* _WORK TO COMPLETE_
Return all of the entries exactly as written.

★ ★ ★ ★

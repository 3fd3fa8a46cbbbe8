// crates/mission-warden-core/src/interfaces/mod.rs
// ============================================================================
// Module: Mission Warden Interfaces
// Description: Boundary contracts for agent invocation, approvals, and storage.
// Purpose: Define the seams where external collaborators plug into dispatch.
// Dependencies: crate::core
// ============================================================================

//! ## Overview
//! Interfaces define how the dispatcher reaches the outside world: the agent
//! runtime that executes tasks, the approver-owned mandate, and durable bundle
//! storage. Implementations must fail closed; the dispatcher treats every
//! error here as an observable, recordable event rather than a crash.

// ============================================================================
// SECTION: Imports
// ============================================================================

use std::sync::Arc;
use std::sync::RwLock;

use serde::Deserialize;
use serde::Serialize;
use serde_json::Map;
use serde_json::Value;
use thiserror::Error;

use crate::core::evidence::EvidenceBundleManifest;
use crate::core::evidence::EvidenceIoError;
use crate::core::identifiers::BundleId;
use crate::core::identifiers::CanonicalAgentId;
use crate::core::identifiers::TaskId;
use crate::core::mandate::ApprovalStatus;
use crate::core::mandate::Mandate;

// ============================================================================
// SECTION: Agent Invocation
// ============================================================================

/// Request handed to the external agent collaborator for one attempt.
#[derive(Debug, Clone, PartialEq, Serialize, Deserialize)]
pub struct InvocationRequest {
    /// Canonical agent the call is routed to.
    pub agent: CanonicalAgentId,
    /// Derived identifier of the task being executed.
    pub task_id: TaskId,
    /// Effective task inputs, upstream outputs substituted in.
    pub inputs: Map<String, Value>,
    /// Timeout budget for the attempt.
    pub timeout_ms: u64,
}

/// One unit test result reported back by an agent.
#[derive(Debug, Clone, PartialEq, Eq, Serialize, Deserialize)]
pub struct ReportedTest {
    /// Test name as the agent reports it.
    pub name: String,
    /// Whether the test passed.
    pub passed: bool,
    /// Test duration as reported.
    pub duration_ms: u64,
}

/// Successful invocation result reported by the agent collaborator.
#[derive(Debug, Clone, PartialEq, Serialize, Deserialize)]
pub struct InvocationOutcome {
    /// Output payload, substituted into dependents' inputs.
    pub output: Value,
    /// Wall-clock duration of the call.
    pub duration_ms: u64,
    /// Cost units the call consumed, when the adapter meters them.
    pub cost: Option<u64>,
    /// Unit test results the agent ran, if any.
    pub tests: Vec<ReportedTest>,
    /// Relative paths of artifacts the agent produced, if any.
    pub artifacts: Vec<String>,
}

impl InvocationOutcome {
    /// Creates an outcome with only the output payload and duration set.
    #[must_use]
    pub const fn new(output: Value, duration_ms: u64) -> Self {
        Self {
            output,
            duration_ms,
            cost: None,
            tests: Vec::new(),
            artifacts: Vec::new(),
        }
    }
}

/// Agent invocation failures.
///
/// Every variant is transient from the dispatcher's point of view and
/// eligible for bounded retry.
#[derive(Debug, Error)]
pub enum AgentInvocationError {
    /// The agent reported a failure.
    #[error("agent invocation failed: {0}")]
    Failed(String),
    /// The attempt exceeded its timeout budget.
    #[error("agent invocation timed out after {timeout_ms} ms")]
    Timeout {
        /// The exhausted timeout budget.
        timeout_ms: u64,
    },
}

/// External agent collaborator boundary.
///
/// The single capability interface per adapter; the dispatcher is agnostic
/// to what stands behind it.
pub trait AgentInvoker {
    /// Executes one invocation attempt.
    ///
    /// # Errors
    ///
    /// Returns [`AgentInvocationError`] when the call fails or times out.
    fn invoke(
        &self,
        request: &InvocationRequest,
    ) -> Result<InvocationOutcome, AgentInvocationError>;
}

// ============================================================================
// SECTION: Mandate Source
// ============================================================================

/// Mandate access failures.
#[derive(Debug, Error)]
pub enum MandateError {
    /// The mandate backend reported an error.
    #[error("mandate source error: {0}")]
    Unavailable(String),
    /// The shared mandate lock was poisoned by a panicking writer.
    #[error("mandate lock poisoned")]
    Poisoned,
}

/// Approval boundary: read access to the mandate in force.
///
/// The dispatcher re-reads the mandate at every gate evaluation instead of
/// caching; only the external approver writes.
pub trait MandateSource {
    /// Returns the mandate currently in force, if any.
    ///
    /// # Errors
    ///
    /// Returns [`MandateError`] when the mandate cannot be read.
    fn current(&self) -> Result<Option<Mandate>, MandateError>;
}

/// In-process mandate shared between the dispatcher and an approver.
///
/// The read half backs [`MandateSource`]; the write half belongs to the
/// approver and is the only way `approval_status` changes mid-run.
#[derive(Debug, Clone, Default)]
pub struct SharedMandate {
    /// The mandate protected by a reader-writer lock.
    inner: Arc<RwLock<Option<Mandate>>>,
}

impl SharedMandate {
    /// Creates a shared mandate holding the given value.
    #[must_use]
    pub fn new(mandate: Option<Mandate>) -> Self {
        Self {
            inner: Arc::new(RwLock::new(mandate)),
        }
    }

    /// Replaces the mandate wholesale.
    ///
    /// # Errors
    ///
    /// Returns [`MandateError::Poisoned`] when the lock is poisoned.
    pub fn replace(&self, mandate: Option<Mandate>) -> Result<(), MandateError> {
        let mut guard = self.inner.write().map_err(|_| MandateError::Poisoned)?;
        *guard = mandate;
        Ok(())
    }

    /// Sets the approval status on the mandate in force.
    ///
    /// # Errors
    ///
    /// Returns [`MandateError::Unavailable`] when no mandate is set and
    /// [`MandateError::Poisoned`] when the lock is poisoned.
    pub fn set_approval(&self, status: ApprovalStatus) -> Result<(), MandateError> {
        let mut guard = self.inner.write().map_err(|_| MandateError::Poisoned)?;
        match guard.as_mut() {
            Some(mandate) => {
                mandate.approval_status = status;
                Ok(())
            }
            None => Err(MandateError::Unavailable("no mandate is set".to_string())),
        }
    }
}

impl MandateSource for SharedMandate {
    fn current(&self) -> Result<Option<Mandate>, MandateError> {
        let guard = self.inner.read().map_err(|_| MandateError::Poisoned)?;
        Ok(guard.clone())
    }
}

// ============================================================================
// SECTION: Bundle Store
// ============================================================================

/// Durable storage boundary for evidence bundles.
pub trait BundleStore {
    /// Persists a manifest under its bundle identifier.
    ///
    /// # Errors
    ///
    /// Returns [`EvidenceIoError`] when the manifest cannot be written.
    fn save(&self, manifest: &EvidenceBundleManifest) -> Result<(), EvidenceIoError>;

    /// Loads a stored manifest, enforcing the manifest version.
    ///
    /// # Errors
    ///
    /// Returns [`EvidenceIoError::NotFound`] when no bundle exists under the
    /// identifier and [`EvidenceIoError::VersionMismatch`] when the stored
    /// version is not one this crate reads.
    fn load(&self, bundle_id: &BundleId) -> Result<EvidenceBundleManifest, EvidenceIoError>;
}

★ ★ ★ ★

* _RESPONSE TO THIS TASK_
repository 3fd3fa8a46cbbbe8
// crates/mission-warden-core/src/interfaces/mod.rs
// ============================================================================
// Module: Mission Warden Interfaces
// Description: Boundary contracts for agent invocation, approvals, and storage.
// Purpose: Define the seams where external collaborators plug into dispatch.
// Dependencies: crate::core
// ============================================================================

//! ## Overview
//! Interfaces define how the dispatcher reaches the outside world: the agent
//! runtime that executes tasks, the approver-owned mandate, and durable bundle
//! storage. Implementations must fail closed; the dispatcher treats every
//! error here as an observable, recordable event rather than a crash.

// ============================================================================
// SECTION: Imports
// ============================================================================

use std::sync::Arc;
use std::sync::RwLock;

use serde::Deserialize;
use serde::Serialize;
use serde_json::Map;
use serde_json::Value;
use thiserror::Error;

use crate::core::evidence::EvidenceBundleManifest;
use crate::core::evidence::EvidenceIoError;
use crate::core::identifiers::BundleId;
use crate::core::identifiers::CanonicalAgentId;
use crate::core::identifiers::TaskId;
use crate::core::mandate::ApprovalStatus;
use crate::core::mandate::Mandate;

// ============================================================================
// SECTION: Agent Invocation
// ============================================================================

/// Request handed to the external agent collaborator for one attempt.
#[derive(Debug, Clone, PartialEq, Serialize, Deserialize)]
pub struct InvocationRequest {
    /// Canonical agent the call is routed to.
    pub agent: CanonicalAgentId,
    /// Derived identifier of the task being executed.
    pub task_id: TaskId,
    /// Effective task inputs, upstream outputs substituted in.
    pub inputs: Map<String, Value>,
    /// Timeout budget for the attempt.
    pub timeout_ms: u64,
}

/// One unit test result reported back by an agent.
#[derive(Debug, Clone, PartialEq, Eq, Serialize, Deserialize)]
pub struct ReportedTest {
    /// Test name as the agent reports it.
    pub name: String,
    /// Whether the test passed.
    pub passed: bool,
    /// Test duration as reported.
    pub duration_ms: u64,
}

/// Successful invocation result reported by the agent collaborator.
#[derive(Debug, Clone, PartialEq, Serialize, Deserialize)]
pub struct InvocationOutcome {
    /// Output payload, substituted into dependents' inputs.
    pub output: Value,
    /// Wall-clock duration of the call.
    pub duration_ms: u64,
    /// Cost units the call consumed, when the adapter meters them.
    pub cost: Option<u64>,
    /// Unit test results the agent ran, if any.
    pub tests: Vec<ReportedTest>,
    /// Relative paths of artifacts the agent produced, if any.
    pub artifacts: Vec<String>,
}

impl InvocationOutcome {
    /// Creates an outcome with only the output payload and duration set.
    #[must_use]
    pub const fn new(output: Value, duration_ms: u64) -> Self {
        Self {
            output,
            duration_ms,
            cost: None,
            tests: Vec::new(),
            artifacts: Vec::new(),
        }
    }
}

/// Agent invocation failures.
///
/// Every variant is transient from the dispatcher's point of view and
/// eligible for bounded retry.
#[derive(Debug, Error)]
pub enum AgentInvocationError {
    /// The agent reported a failure.
    #[error("agent invocation failed: {0}")]
    Failed(String),
    /// The attempt exceeded its timeout budget.
    #[error("agent invocation timed out after {timeout_ms} ms")]
    Timeout {
        /// The exhausted timeout budget.
        timeout_ms: u64,
    },
}

/// External agent collaborator boundary.
///
/// The single capability interface per adapter; the dispatcher is agnostic
/// to what stands behind it.
pub trait AgentInvoker {
    /// Executes one invocation attempt.
    ///
    /// # Errors
    ///
    /// Returns [`AgentInvocationError`] when the call fails or times out.
    fn invoke(
        &self,
        request: &InvocationRequest,
    ) -> Result<InvocationOutcome, AgentInvocationError>;
}

// ============================================================================
// SECTION: Mandate Source
// ============================================================================

/// Mandate access failures.
#[derive(Debug, Error)]
pub enum MandateError {
    /// The mandate backend reported an error.
    #[error("mandate source error: {0}")]
    Unavailable(String),
    /// The shared mandate lock was poisoned by a panicking writer.
    #[error("mandate lock poisoned")]
    Poisoned,
}

/// Approval boundary: read access to the mandate in force.
///
/// The dispatcher re-reads the mandate at every gate evaluation instead of
/// caching; only the external approver writes.
pub trait MandateSource {
    /// Returns the mandate currently in force, if any.
    ///
    /// # Errors
    ///
    /// Returns [`MandateError`] when the mandate cannot be read.
    fn current(&self) -> Result<Option<Mandate>, MandateError>;
}

/// In-process mandate shared between the dispatcher and an approver.
///
/// The read half backs [`MandateSource`]; the write half belongs to the
/// approver and is the only way `approval_status` changes mid-run.
#[derive(Debug, Clone, Default)]
pub struct SharedMandate {
    /// The mandate protected by a reader-writer lock.
    inner: Arc<RwLock<Option<Mandate>>>,
}

impl SharedMandate {
    /// Creates a shared mandate holding the given value.
    #[must_use]
    pub fn new(mandate: Option<Mandate>) -> Self {
        Self {
            inner: Arc::new(RwLock::new(mandate)),
        }
    }

    /// Replaces the mandate wholesale.
    ///
    /// # Errors
    ///
    /// Returns [`MandateError::Poisoned`] when the lock is poisoned.
    pub fn replace(&self, mandate: Option<Mandate>) -> Result<(), MandateError> {
        let mut guard = self.inner.write().map_err(|_| MandateError::Poisoned)?;
        *guard = mandate;
        Ok(())
    }

    /// Sets the approval status on the mandate in force.
    ///
    /// # Errors
    ///
    /// Returns [`MandateError::Unavailable`] when no mandate is set and
    /// [`MandateError::Poisoned`] when the lock is poisoned.
    pub fn set_approval(&self, status: ApprovalStatus) -> Result<(), MandateError> {
        let mut guard = self.inner.write().map_err(|_| MandateError::Poisoned)?;
        match guard.as_mut() {
            Some(mandate) => {
                mandate.approval_status = status;
                Ok(())
            }
            None => Err(MandateError::Unavailable("no mandate is set".to_string())),
        }
    }
}

impl MandateSource for SharedMandate {
    fn current(&self) -> Result<Option<Mandate>, MandateError> {
        let guard = self.inner.read().map_err(|_| MandateError::Poisoned)?;
        Ok(guard.clone())
    }
}

// ============================================================================
// SECTION: Bundle Store
// ============================================================================

/// Durable storage boundary for evidence bundles.
pub trait BundleStore {
    /// Persists a manifest under its bundle identifier.
    ///
    /// # Errors
    ///
    /// Returns [`EvidenceIoError`] when the manifest cannot be written.
    fn save(&self, manifest: &EvidenceBundleManifest) -> Result<(), EvidenceIoError>;

    /// Loads a stored manifest, enforcing the manifest version.
    ///
    /// # Errors
    ///
    /// Returns [`EvidenceIoError::NotFound`] when no bundle exists under the
    /// identifier and [`EvidenceIoError::VersionMismatch`] when the stored
    /// version is not one this crate reads.
    fn load(&self, bundle_id: &BundleId) -> Result<EvidenceBundleManifest, EvidenceIoError>;
}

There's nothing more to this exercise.